Laverne Cox said that trans men need to be included in the discussion of abortion bans at a commencement address.
The Orange is the New Black actress talked about how she was at first defensive when she was reminded to think about trans men’s reproductive rights, and how she came around to realize that she should be more inclusive.
Speaking at Pitzer College in California this weekend, Cox said that she, as an Alabama native, was upset by her home state passing an extreme ban on abortion earlier this month.
So she retweeted a simple message: “Woman’s body. Woman’s right to choose. End of story.”
Cox, who is transgender, told the crowd that she saw a response from someone that reminded her about transgender men and their reproductive rights, that transgender men may also need to access abortion.
Laverne you're really gonna erase our trans brothers' struggle in this fight by retweeting this? I admire you too much not to call that out. Trans people of all genders are oppressed by the realities and language of this fight, we need to stick together in solidarity.
— Mary🌙 (@profoundish) May 15, 2019
“My first reaction to the tweet was not to applaud,” Cox told the graduates. “My first reaction to the tweet was, I felt… a sense of uncomfortability, a sense of anxiety, and I immediately became defensive.”
“What I’ve learned about myself when I feel defensive, when I have that feeling, is that I have to get curious. Because if I feel defensive, something is going on.”
She initially tried to justify her language.
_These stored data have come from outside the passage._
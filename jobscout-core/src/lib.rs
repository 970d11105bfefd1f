pub mod config;
pub mod error;
pub mod error_utils;
pub mod query;
pub mod scoring;
pub mod types;

pub use config::*;
pub use error::*;
pub use error_utils::*;
pub use query::*;
pub use scoring::*;
pub use types::*;
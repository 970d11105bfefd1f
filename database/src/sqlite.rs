use crate::ListingStore;
use async_trait::async_trait;
use jobscout_core::{ScoredListing, StorageError};
use sqlx::sqlite::{SqliteConnectOptions, SqlitePool, SqlitePoolOptions};
use sqlx::{QueryBuilder, Sqlite};
use std::str::FromStr;
use tracing::{debug, info};

// 8 binds per row; stays under SQLite's default 999-parameter limit.
const ROWS_PER_INSERT: usize = 100;

/// Local `jobs` table, for running without a hosted database.
#[derive(Debug)]
pub struct SqliteStore {
    connection_string: String,
    pool: Option<SqlitePool>,
}

impl SqliteStore {
    pub fn new(connection_string: String) -> Self {
        Self {
            connection_string,
            pool: None,
        }
    }

    pub async fn connect(&mut self) -> Result<(), StorageError> {
        let options = SqliteConnectOptions::from_str(&self.connection_string)
            .map_err(|e| StorageError::ConnectionFailed {
                reason: e.to_string(),
            })?
            .create_if_missing(true);

        let pool = SqlitePoolOptions::new()
            .max_connections(1)
            .connect_with(options)
            .await
            .map_err(|e| StorageError::ConnectionFailed {
                reason: e.to_string(),
            })?;

        info!("Connected to {}", self.connection_string);
        self.pool = Some(pool);
        Ok(())
    }

    pub async fn run_migrations(&self) -> Result<(), StorageError> {
        sqlx::migrate!("./migrations")
            .run(self.pool()?)
            .await
            .map_err(|e| StorageError::MigrationFailed {
                migration: e.to_string(),
            })
    }

    fn pool(&self) -> Result<&SqlitePool, StorageError> {
        self.pool.as_ref().ok_or_else(|| StorageError::ConnectionFailed {
            reason: "database is not connected".to_string(),
        })
    }
}

#[async_trait]
impl ListingStore for SqliteStore {
    async fn insert_listings(&self, listings: &[ScoredListing]) -> Result<usize, StorageError> {
        if listings.is_empty() {
            return Ok(0);
        }

        let mut tx = self.pool()?.begin().await?;
        let mut inserted = 0;

        for chunk in listings.chunks(ROWS_PER_INSERT) {
            let mut builder: QueryBuilder<Sqlite> = QueryBuilder::new(
                "INSERT INTO jobs (title, company, link, description, location, source, created_at, fit_score) ",
            );
            builder.push_values(chunk, |mut row, scored| {
                let listing = &scored.listing;
                row.push_bind(listing.title.clone())
                    .push_bind(listing.company.clone())
                    .push_bind(listing.link.clone())
                    .push_bind(listing.excerpt.clone())
                    .push_bind(listing.location.clone())
                    .push_bind(listing.source.clone())
                    .push_bind(listing.created_at)
                    .push_bind(i64::from(scored.fit_score));
            });

            let result = builder.build().execute(&mut *tx).await?;
            inserted += result.rows_affected() as usize;
        }

        tx.commit().await?;
        debug!("Committed {} rows to the jobs table", inserted);

        Ok(inserted)
    }
}

#[cfg(test)]
impl SqliteStore {
    pub(crate) async fn count_listings(&self) -> Result<i64, StorageError> {
        let count = sqlx::query_scalar::<_, i64>("SELECT COUNT(*) FROM jobs")
            .fetch_one(self.pool()?)
            .await?;
        Ok(count)
    }

    pub(crate) async fn recent_listings(
        &self,
        limit: i64,
    ) -> Result<Vec<ScoredListing>, StorageError> {
        use sqlx::Row;

        let rows = sqlx::query(
            "SELECT title, company, link, description, location, source, created_at, fit_score \
             FROM jobs ORDER BY id DESC LIMIT ?",
        )
        .bind(limit)
        .fetch_all(self.pool()?)
        .await?;

        rows.iter()
            .map(|row| -> Result<ScoredListing, StorageError> {
                let fit_score: i64 = row.try_get("fit_score")?;
                let created_at: chrono::DateTime<chrono::Utc> = row.try_get("created_at")?;
                Ok(ScoredListing::new(
                    jobscout_core::JobListing {
                        title: row.try_get("title")?,
                        company: row.try_get("company")?,
                        link: row.try_get("link")?,
                        excerpt: row.try_get("description")?,
                        location: row.try_get("location")?,
                        source: row.try_get("source")?,
                        created_at,
                    },
                    u8::try_from(fit_score).unwrap_or(u8::MAX),
                ))
            })
            .collect()
    }
}
//! Additive keyword fit scoring.
//!
//! A listing starts at [`BASE_SCORE`], earns [`KEYWORD_POINTS`] for every
//! entry of [`FIT_KEYWORDS`] found in its title or excerpt, and
//! [`LOCATION_POINTS`] when its location matches a configured target. The
//! total is capped at [`MAX_SCORE`].

use crate::types::{JobListing, ScoredListing};

pub const BASE_SCORE: u32 = 50;
pub const KEYWORD_POINTS: u32 = 10;
pub const LOCATION_POINTS: u32 = 20;
pub const MAX_SCORE: u8 = 100;

pub const FIT_KEYWORDS: [&str; 6] = [
    "localization",
    "project manager",
    "transcreation",
    "remote",
    "pm",
    "manager",
];

#[derive(Debug, Clone)]
pub struct FitScorer {
    target_locations: Vec<String>,
}

impl FitScorer {
    pub fn new(target_locations: &[String]) -> Self {
        Self {
            target_locations: target_locations
                .iter()
                .map(|loc| loc.to_lowercase())
                .collect(),
        }
    }

    pub fn score(&self, listing: &JobListing) -> u8 {
        let title = listing.title.to_lowercase();
        let excerpt = listing.excerpt.to_lowercase();

        let keyword_total: u32 = FIT_KEYWORDS
            .iter()
            .filter(|keyword| title.contains(*keyword) || excerpt.contains(*keyword))
            .map(|_| KEYWORD_POINTS)
            .sum();

        let location = listing.location.to_lowercase();
        let location_bonus = if self
            .target_locations
            .iter()
            .any(|target| location.contains(target.as_str()))
        {
            LOCATION_POINTS
        } else {
            0
        };

        let total = BASE_SCORE + keyword_total + location_bonus;
        total.min(MAX_SCORE as u32) as u8
    }

    pub fn score_all(&self, listings: Vec<JobListing>) -> Vec<ScoredListing> {
        listings
            .into_iter()
            .map(|listing| {
                let fit_score = self.score(&listing);
                ScoredListing::new(listing, fit_score)
            })
            .collect()
    }
}

/// Keeps only listings whose score reaches `min_fit_score`, preserving order.
pub fn retain_qualified(listings: Vec<ScoredListing>, min_fit_score: u8) -> Vec<ScoredListing> {
    listings
        .into_iter()
        .filter(|scored| scored.fit_score >= min_fit_score)
        .collect()
}

#[cfg(test)]
mod tests {
    use super::*;
    use chrono::Utc;

    fn listing(title: &str, excerpt: &str, location: &str) -> JobListing {
        JobListing::new(
            title,
            "Acme",
            "https://linkedin.com/jobs/view/1".to_string(),
            excerpt,
            location.to_string(),
            Utc::now(),
        )
        .unwrap()
    }

    fn scorer(locations: &[&str]) -> FitScorer {
        let locations: Vec<String> = locations.iter().map(|l| l.to_string()).collect();
        FitScorer::new(&locations)
    }

    #[test]
    fn test_strong_match_is_capped_at_100() {
        let scorer = scorer(&["remote"]);
        let job = listing(
            "Localization Project Manager",
            "Fully remote role",
            "Remote",
        );
        assert_eq!(scorer.score(&job), 100);
    }

    #[test]
    fn test_unrelated_listing_gets_base_score() {
        let scorer = scorer(&["remote"]);
        let job = listing("Barista", "Pour coffee all day", "Pune");
        assert_eq!(scorer.score(&job), 50);
    }

    #[test]
    fn test_each_keyword_counts_once() {
        let scorer = scorer(&["berlin"]);
        // "manager" appears twice, "project manager" once.
        let job = listing("Project Manager", "manager of managers", "Pune");
        assert_eq!(scorer.score(&job), 70);
    }

    #[test]
    fn test_pm_matches_as_substring() {
        let scorer = scorer(&["berlin"]);
        let job = listing("Developer", "we ship npm packages", "Pune");
        assert_eq!(scorer.score(&job), 60);
    }

    #[test]
    fn test_location_bonus_is_case_insensitive_substring() {
        let scorer = scorer(&["REMOTE", "Mumbai"]);
        let job = listing("Barista", "", "mumbai, india");
        assert_eq!(scorer.score(&job), 70);
    }

    #[test]
    fn test_score_is_always_in_bounds() {
        let scorer = scorer(&["remote"]);
        let titles = [
            "",
            "localization transcreation project manager pm remote",
            "x",
        ];
        for title in titles {
            let job = JobListing {
                title: title.to_string(),
                company: "Acme".to_string(),
                link: "https://linkedin.com/x".to_string(),
                excerpt: "remote localization".to_string(),
                location: "remote".to_string(),
                source: "linkedin".to_string(),
                created_at: Utc::now(),
            };
            let score = scorer.score(&job);
            assert!((50..=100).contains(&score));
        }
    }

    #[test]
    fn test_retain_qualified_uses_inclusive_threshold() {
        let scorer = scorer(&["remote"]);
        let scored = scorer.score_all(vec![
            listing("Barista", "", "Pune"),
            listing("Localization Project Manager", "", "remote"),
            listing("Localization lead", "", "Pune"),
        ]);
        let scores: Vec<u8> = scored.iter().map(|s| s.fit_score).collect();
        assert_eq!(scores, vec![50, 100, 60]);

        let kept = retain_qualified(scored, 60);
        assert_eq!(kept.len(), 2);
        assert_eq!(kept[0].listing.title, "Localization Project Manager");
        assert_eq!(kept[1].listing.title, "Localization lead");
    }
}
“I said to myself: ‘Can we just have a moment where we keep this simple? There’s so much going on in the world right now and it is so complicated,'” she said. “People don’t want to be thinking about trans people, and particularly trans men, having babies.”
“Can we have a moment for women? For women to be in solidarity with each other? Can I just be in solidarity with my sisters on this issue? Do we have to make it about all of the complicated nuances of the issue?”
But then she thought, “What if I were a transgender man?”
“What if I were a transgender man… and for whatever reason I became pregnant unintentionally?” she asked. She described imagining being a transgender man and trying to get reproductive health care in a system set up for cisgender women.
“If I were that trans man, I would really want to have language that incorporated and included my experience,” she concluded.
“Thinking about this reminded me that language is also a place to struggle, but that this isn’t just about being politically correct,” she said. “This is not just about virtue signaling, that when we use language that excludes groups of people on pertinent issues, it can jeopardize our health and well-being. Language that that is appropriate in a fully inclusive way is a matter of life and death for so many people out there.”